Pruning with delta channels

DeltaChannel state is not self-contained in a single checkpoint — it depends on the ancestor write chain back to the nearest _DeltaSnapshot. If you implement prune or delete_for_runs, you must not delete write rows that a surviving checkpoint’s delta channels depend on. Safe options:
  1. Walk before pruning — for each checkpoint you intend to keep, walk its ancestor chain and mark all write rows up to the nearest _DeltaSnapshot as non-deletable.
  2. Force a snapshot before pruning — rewrite channel_values[ch] = _DeltaSnapshot(reconstructed_value) on the checkpoint you are keeping, then delete ancestors freely.
  3. Skip pruning for delta-channel threads — the safest short-term option if you do not yet need pruning.

Copy thread with delta channels

When implementing copy_thread, copy the complete ancestor chain — not just the head checkpoint.

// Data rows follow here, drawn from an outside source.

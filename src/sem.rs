//! A kernel counting semaphore exposed as a pollable file descriptor.
//!
//! Backed by a Linux `eventfd(2)` opened in `EFD_SEMAPHORE` mode: each read
//! of 8 bytes decrements the count by one, blocking while it is zero; each
//! write of an 8-byte count increments it by that amount and wakes any
//! waiters. Read-readiness on the descriptor means "count > 0", exactly
//! the readiness rule a channel needs to expose to an external
//! multiplexer. This is the only blocking primitive used anywhere in this
//! crate.

use std::fs::File;
use std::io::{Read, Write};
use std::os::unix::io::{AsRawFd, FromRawFd, RawFd};

use crate::Error;

pub struct Sem(File);

impl Sem {
    /// Creates a semaphore with the given initial count.
    pub fn new(initial: u64) -> Result<Self, Error> {
        let initial: libc::c_uint = initial
            .try_into()
            .expect("semaphore initial count out of range");
        let fd = unsafe { libc::eventfd(initial, libc::EFD_CLOEXEC | libc::EFD_SEMAPHORE) };
        if fd == -1 {
            return Err(std::io::Error::last_os_error().into());
        }
        Ok(Self(unsafe { File::from_raw_fd(fd) }))
    }

    /// Blocks until the count is greater than zero, then atomically
    /// decrements it by one.
    pub fn acquire(&self) {
        let mut buf = [0u8; 8];
        loop {
            match (&self.0).read(&mut buf) {
                Ok(8) => return,
                Ok(n) => panic!(
                    "short read ({} bytes) on semaphore fd; channel invariants are violated",
                    n
                ),
                Err(e) if e.kind() == std::io::ErrorKind::Interrupted => continue,
                Err(e) => panic!("semaphore acquire failed: {}", e),
            }
        }
    }

    /// Atomically increments the count by `n`, waking any waiters.
    pub fn release(&self, n: u64) {
        let buf = n.to_ne_bytes();
        loop {
            match (&self.0).write(&buf) {
                Ok(8) => return,
                Ok(w) => panic!(
                    "short write ({} bytes) on semaphore fd; channel invariants are violated",
                    w
                ),
                Err(e) if e.kind() == std::io::ErrorKind::Interrupted => continue,
                Err(e) => panic!("semaphore release failed: {}", e),
            }
        }
    }

    /// The raw descriptor. Poll it for **read**-readiness only; never
    /// register it for write-readiness, and never read or write it
    /// directly (doing so corrupts the owning channel).
    pub fn as_raw_fd(&self) -> RawFd {
        self.0.as_raw_fd()
    }
}

#[cfg(test)]
mod tests {
    use super::*;
    use std::sync::Arc;
    use std::thread;
    use std::time::Duration;

    fn poll_readable(fd: RawFd) -> bool {
        let mut pfd = libc::pollfd {
            fd,
            events: libc::POLLIN,
            revents: 0,
        };
        let rc = unsafe { libc::poll(&mut pfd, 1, 0) };
        assert!(rc >= 0);
        rc == 1 && (pfd.revents & libc::POLLIN) != 0
    }

    #[test]
    fn acquire_release_roundtrip() {
        let s = Sem::new(1).unwrap();
        s.acquire();
        s.release(1);
        s.acquire();
    }

    #[test]
    fn release_n_allows_n_acquires() {
        let s = Sem::new(0).unwrap();
        s.release(3);
        s.acquire();
        s.acquire();
        s.acquire();
    }

    #[test]
    fn acquire_blocks_until_release() {
        let s = Arc::new(Sem::new(0).unwrap());
        let s2 = s.clone();
        let t = thread::spawn(move || {
            thread::sleep(Duration::from_millis(50));
            s2.release(1);
        });
        s.acquire();
        t.join().unwrap();
    }

    #[test]
    fn fd_is_readable_iff_count_positive() {
        let s = Sem::new(0).unwrap();
        assert!(!poll_readable(s.as_raw_fd()));
        s.release(1);
        assert!(poll_readable(s.as_raw_fd()));
        s.acquire();
        assert!(!poll_readable(s.as_raw_fd()));
    }
}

The target thread must have write rows going back to at least one _DeltaSnapshot for every delta channel, or those channels will reconstruct as empty after the copy.

Testing with the conformance suite

langgraph-checkpoint-conformance validates your implementation against the full contract, including delta channel history:
pip install langgraph-checkpoint-conformance
import asyncio
from langgraph.checkpoint.conformance import checkpointer_test, validate

@checkpointer_test(name="MyCheckpointer")
async def my_checkpointer():
    async with MyCheckpointer.create() as saver:
        yield saver

async def main():
    report = await validate(my_checkpointer)
    report.print_report()
    # Fails the process if any base capability is missing or broken
    if not report.passed_all_base():
        raise RuntimeError("Checkpointer failed conformance suite")

asyncio.run(main())
The suite auto-detects which extended capabilities your checkpointer implements (including aget_delta_channel_history) and runs the relevant tests for each. Run it as part of your CI before shipping.